Também já com as listas fechadas e com a pré-campanha em preparação está o PSD. Fernando Ruas está na liderança de uma equipa que acabou por ser aquela que a Distrital tinha praticamente proposto. Mas, nem todos ficaram satisfeitos. O nome apontado pela Juventude Social Democrata (JSD) acabou por cair para os lugares de suplentes, o que criou alguma tensão. Isto porque, ao ter havido a imposição da Direção Nacional para incluir Domingos Nascimento (Tarouca) na sétima posição, o nome apresentado pelos jovens acabou por ser relegado. “Houve realmente uma demonstração de desagrado. Mas contamos com todos para esta campanha”, salientou fonte social-democrata.

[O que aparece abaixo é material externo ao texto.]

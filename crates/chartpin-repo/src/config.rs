//! Resolver settings
//!
//! Stored in `~/.config/chartpin/config.yaml`. Every field is optional.

use chartpin_core::InvalidVersionPolicy;
use serde::{Deserialize, Serialize};
use std::path::{Path, PathBuf};
use std::time::Duration;

use crate::error::{RepoError, Result};

/// Default number of tags requested per OCI tag-list page
pub const DEFAULT_TAG_PAGE_SIZE: usize = 100;

/// Settings shared by the HTTP and OCI transports and the resolver
#[derive(Debug, Clone, Serialize, Deserialize)]
#[serde(rename_all = "camelCase")]
pub struct Settings {
    /// Deadline for fetching a version list, in seconds (0 disables it)
    #[serde(default = "default_timeout_seconds")]
    pub timeout_seconds: u64,

    /// Tags requested per OCI tag-list page
    #[serde(default = "default_tag_page_size")]
    pub tag_page_size: usize,

    /// Redirects followed when fetching a classic index
    #[serde(default = "default_max_redirects")]
    pub max_redirects: u32,

    /// Registries reached over plain HTTP (`localhost:5000`)
    #[serde(default)]
    pub insecure_registries: Vec<String>,

    /// Treatment of versions that do not parse
    #[serde(default)]
    pub invalid_versions: InvalidVersionPolicy,

    /// User-Agent sent to classic repositories
    #[serde(default = "default_user_agent")]
    pub user_agent: String,
}

fn default_timeout_seconds() -> u64 {
    30
}

fn default_tag_page_size() -> usize {
    DEFAULT_TAG_PAGE_SIZE
}

fn default_max_redirects() -> u32 {
    10
}

fn default_user_agent() -> String {
    format!("chartpin/{}", env!("CARGO_PKG_VERSION"))
}

impl Default for Settings {
    fn default() -> Self {
        Self {
            timeout_seconds: default_timeout_seconds(),
            tag_page_size: default_tag_page_size(),
            max_redirects: default_max_redirects(),
            insecure_registries: Vec::new(),
            invalid_versions: InvalidVersionPolicy::default(),
            user_agent: default_user_agent(),
        }
    }
}

impl Settings {
    /// Load settings from default location
    pub fn load() -> Result<Self> {
        let path = Self::default_path()?;
        if path.exists() {
            Self::load_from(&path)
        } else {
            Ok(Self::default())
        }
    }

    /// Load settings from a specific path
    pub fn load_from(path: &Path) -> Result<Self> {
        let content = std::fs::read_to_string(path)?;
        let settings: Self = serde_yaml::from_str(&content)?;
        settings.validate()?;
        Ok(settings)
    }

    /// Save settings to a specific path
    pub fn save_to(&self, path: &Path) -> Result<()> {
        if let Some(parent) = path.parent() {
            std::fs::create_dir_all(parent)?;
        }
        let content = serde_yaml::to_string(self)?;
        std::fs::write(path, content)?;
        Ok(())
    }

    /// Get default settings path
    pub fn default_path() -> Result<PathBuf> {
        let config_dir = dirs::config_dir().ok_or_else(|| RepoError::InvalidConfig {
            message: "could not determine config directory".to_string(),
        })?;
        Ok(config_dir.join("chartpin").join("config.yaml"))
    }

    pub fn validate(&self) -> Result<()> {
        if self.tag_page_size == 0 {
            return Err(RepoError::InvalidConfig {
                message: "tagPageSize must be greater than zero".to_string(),
            });
        }
        Ok(())
    }

    /// Fetch deadline, `None` when disabled
    pub fn timeout(&self) -> Option<Duration> {
        (self.timeout_seconds > 0).then(|| Duration::from_secs(self.timeout_seconds))
    }
}
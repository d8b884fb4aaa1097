//! Chart version selection
//!
//! [`ChartVersionSelector`] ties the pieces together: classify the repository
//! URL, fetch the raw version list from the matching source, then pick the
//! greatest version satisfying the constraint.

use std::sync::Arc;
use std::time::Duration;

use chartpin_core::{ErrorKind, VersionResolver};
use thiserror::Error;

use crate::classify::{RepositoryKind, RepositoryReference};
use crate::config::Settings;
use crate::credentials::{CredentialResolver, Credentials, StaticCredentials, host_of};
use crate::error::RepoError;
use crate::http::HttpRepository;
use crate::oci::{self, OciTagClient, TagLister};
use crate::transport::{HttpTransport, SecureHttpClient};

/// Stage of a selection that failed
#[derive(Debug, Clone, Copy, PartialEq, Eq)]
pub enum Operation {
    RetrievingVersions,
    DeterminingLatestVersion,
}

impl std::fmt::Display for Operation {
    fn fmt(&self, f: &mut std::fmt::Formatter<'_>) -> std::fmt::Result {
        match self {
            Self::RetrievingVersions => write!(f, "retrieving versions"),
            Self::DeterminingLatestVersion => write!(f, "determining latest version"),
        }
    }
}

/// A failed selection, with the chart and repository it was for
///
/// Credentials are never part of this error.
#[derive(Debug, Error)]
#[error("error {operation} of chart {chart:?} from repository {repo_url:?}")]
pub struct SelectError {
    pub operation: Operation,
    pub chart: String,
    pub repo_url: String,
    #[source]
    pub source: RepoError,
}

impl SelectError {
    pub fn kind(&self) -> ErrorKind {
        self.source.kind()
    }
}

/// Selects the newest chart version matching a constraint
#[derive(Clone)]
pub struct ChartVersionSelector {
    http: HttpRepository,
    tags: Arc<dyn TagLister>,
    resolver: VersionResolver,
    tag_page_size: usize,
    timeout: Option<Duration>,
}

impl ChartVersionSelector {
    /// Selector over the real network transports
    pub fn new(settings: &Settings) -> Result<Self, RepoError> {
        settings.validate()?;
        let http = SecureHttpClient::new(settings)?;
        let tags = OciTagClient::new(settings);
        Ok(Self::with_transports(settings, Arc::new(http), Arc::new(tags)))
    }

    /// Selector over caller-supplied transports
    pub fn with_transports(
        settings: &Settings,
        http: Arc<dyn HttpTransport>,
        tags: Arc<dyn TagLister>,
    ) -> Self {
        Self {
            http: HttpRepository::new(http),
            tags,
            resolver: VersionResolver::new(settings.invalid_versions),
            tag_page_size: settings.tag_page_size,
            timeout: settings.timeout(),
        }
    }

    /// Override the fetch deadline (`None` disables it)
    pub fn with_timeout(mut self, timeout: Option<Duration>) -> Self {
        self.timeout = timeout;
        self
    }

    /// Greatest version of `chart` in `repo_url` satisfying `constraint`
    ///
    /// An empty constraint selects the greatest version outright. `Ok(None)`
    /// means versions exist but none satisfies the constraint. For `oci://`
    /// URLs the URL names the chart and `chart` is ignored.
    pub async fn select_version(
        &self,
        repo_url: &str,
        chart: &str,
        constraint: &str,
        credentials: Option<&Credentials>,
    ) -> Result<Option<String>, SelectError> {
        let resolver = StaticCredentials::new(credentials.cloned());
        self.select_version_with(repo_url, chart, constraint, &resolver)
            .await
    }

    /// Like [`select_version`](Self::select_version), looking credentials
    /// up per host
    pub async fn select_version_with(
        &self,
        repo_url: &str,
        chart: &str,
        constraint: &str,
        credentials: &dyn CredentialResolver,
    ) -> Result<Option<String>, SelectError> {
        let wrap = |operation: Operation| {
            move |source: RepoError| SelectError {
                operation,
                chart: chart.to_string(),
                repo_url: repo_url.to_string(),
                source,
            }
        };

        let repo = RepositoryReference::new(repo_url, chart)
            .map_err(wrap(Operation::RetrievingVersions))?;

        let versions = self
            .fetch_versions(&repo, credentials)
            .await
            .map_err(wrap(Operation::RetrievingVersions))?;

        let selected = self
            .resolver
            .resolve(versions.as_slice(), constraint)
            .map_err(|e| wrap(Operation::DeterminingLatestVersion)(e.into()))?;

        match &selected {
            Some(version) => tracing::info!("Selected {} {} from {}", chart, version, repo_url),
            None => tracing::info!(
                "No version of {} in {} satisfies {:?}",
                chart,
                repo_url,
                constraint
            ),
        }

        Ok(selected)
    }

    /// Raw version list of a classified repository, within the deadline
    pub async fn fetch_versions(
        &self,
        repo: &RepositoryReference,
        credentials: &dyn CredentialResolver,
    ) -> Result<Vec<String>, RepoError> {
        let fetch = async {
            match (repo.kind(), repo.chart()) {
                (RepositoryKind::ClassicHttp, Some(chart)) => {
                    let creds = match host_of(repo.url()) {
                        Some(host) => credentials.resolve_credential(&host)?,
                        None => None,
                    };
                    self.http
                        .chart_versions(repo.url(), chart, creds.as_ref())
                        .await
                }
                (RepositoryKind::ClassicHttp, None) => Err(RepoError::ChartNameRequired {
                    url: repo.url().to_string(),
                }),
                (RepositoryKind::Oci, _) => {
                    oci::fetch_tags(
                        self.tags.as_ref(),
                        repo.url(),
                        credentials,
                        self.tag_page_size,
                    )
                    .await
                }
            }
        };

        match self.timeout {
            Some(timeout) => tokio::time::timeout(timeout, fetch)
                .await
                .map_err(|_| RepoError::Timeout {
                    seconds: timeout.as_secs(),
                })?,
            None => fetch.await,
        }
    }
}

impl std::fmt::Debug for ChartVersionSelector {
    fn fmt(&self, f: &mut std::fmt::Formatter<'_>) -> std::fmt::Result {
        f.debug_struct("ChartVersionSelector")
            .field("resolver", &self.resolver)
            .field("tag_page_size", &self.tag_page_size)
            .field("timeout", &self.timeout)
            .finish_non_exhaustive()
    }
}

/// One-shot selection with default settings
pub async fn select_version(
    repo_url: &str,
    chart: &str,
    constraint: &str,
    credentials: Option<&Credentials>,
) -> Result<Option<String>, SelectError> {
    let selector = ChartVersionSelector::new(&Settings::default()).map_err(|source| SelectError {
        operation: Operation::RetrievingVersions,
        chart: chart.to_string(),
        repo_url: repo_url.to_string(),
        source,
    })?;
    selector
        .select_version(repo_url, chart, constraint, credentials)
        .await
}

A sucessão de João Azevedo

Entretanto, o candidato do PS, João Azevedo, diz que está “pronto” para enfrentar os eleitores, enquanto que em Mangualde, onde é presidente da Câmara, também já se prepara a sua sucessão.

O autarca deverá suspender o seu mandato a 6 de setembro e pedir a renúncia antes de 6 de outubro. No lugar deverá ficar, por enquanto, Elísio Oliveira, atualmente vice-presidente. Mas, para 2021, já há candidatos socialistas a posicionarem-se para “tomarem” a autarquia. Marco Almeida, atual líder da concelhia e presidente da Junta de Freguesia de Mangualde que tem mais de 50 por cento dos eleitores, é um deles. Há outros nomes que também querem fazer parte da “história”, entre eles Filipe Pais, que está no gabinete do secretário de Estado do Desporto e Juventude, e Luís Coimbra, atual presidente da Assembleia de Freguesia de Mangualde.

Para já, e até 6 de outubro, João Azevedo disse que o objetivo passa por discutir o presente e o futuro. “Estamos aqui para assumir as responsabilidades da governação dos últimos anos. Sabemos o que correu bem e o que correu menos bem, mas estamos aqui principalmente para discutir o presente e o futuro, que é resolver os problemas dos viseenses”, afirmou.

Problemas esses que, segundo o também presidente da Câmara de Mangualde, passam pela saúde, pela ferrovia e pela rodovia, onde mencionou o investimento nas obras no IP3.

António Barreto, mas o de Viseu, pelo Nós Cidadãos!

O professor viseense António Barreto é o cabeça de lista do Nós Cidadãos! pelo distrito. Vários jornais noticiaram que o cabeça de lista por Viseu era o sociólogo e ex-ministro António Barreto, mas tudo não passou de uma confusão. O Nós Cidadãos! esclareceu que, afinal, o verdadeiro cabeça de lista era um outro homem, natural de Viseu, com o mesmo nome. Ao Jornal do Centro, António Barreto disse que o distrito de Viseu está abandonado e que é preciso intervir.

“Não basta estarmos sentados no nosso sofá a mandar umas bocas no Facebook, mas não fazermos nada. O nosso distrito está muito sozinho, triste e abandonado e tem de se fazer qualquer coisa. Temos de ser nós e não vamos deixar nas mãos dos outros, para que depois se esqueçam. O objetivo é seguir para Lisboa, mas não esquecendo Viseu”, afirmou.

As portagens e as acessibilidades na região são algumas das preocupações do candidato.

António Barreto, que dá aulas no Algarve, junta-se assim a outros candidatos como Fernando Ruas do PSD, João Azevedo do PS, Hélder Amaral do CDS, Bárbara Xavier do Bloco de Esquerda, Miguel Tiago da CDU, Carolina Almeida do PAN e Pedro Escada do Aliança.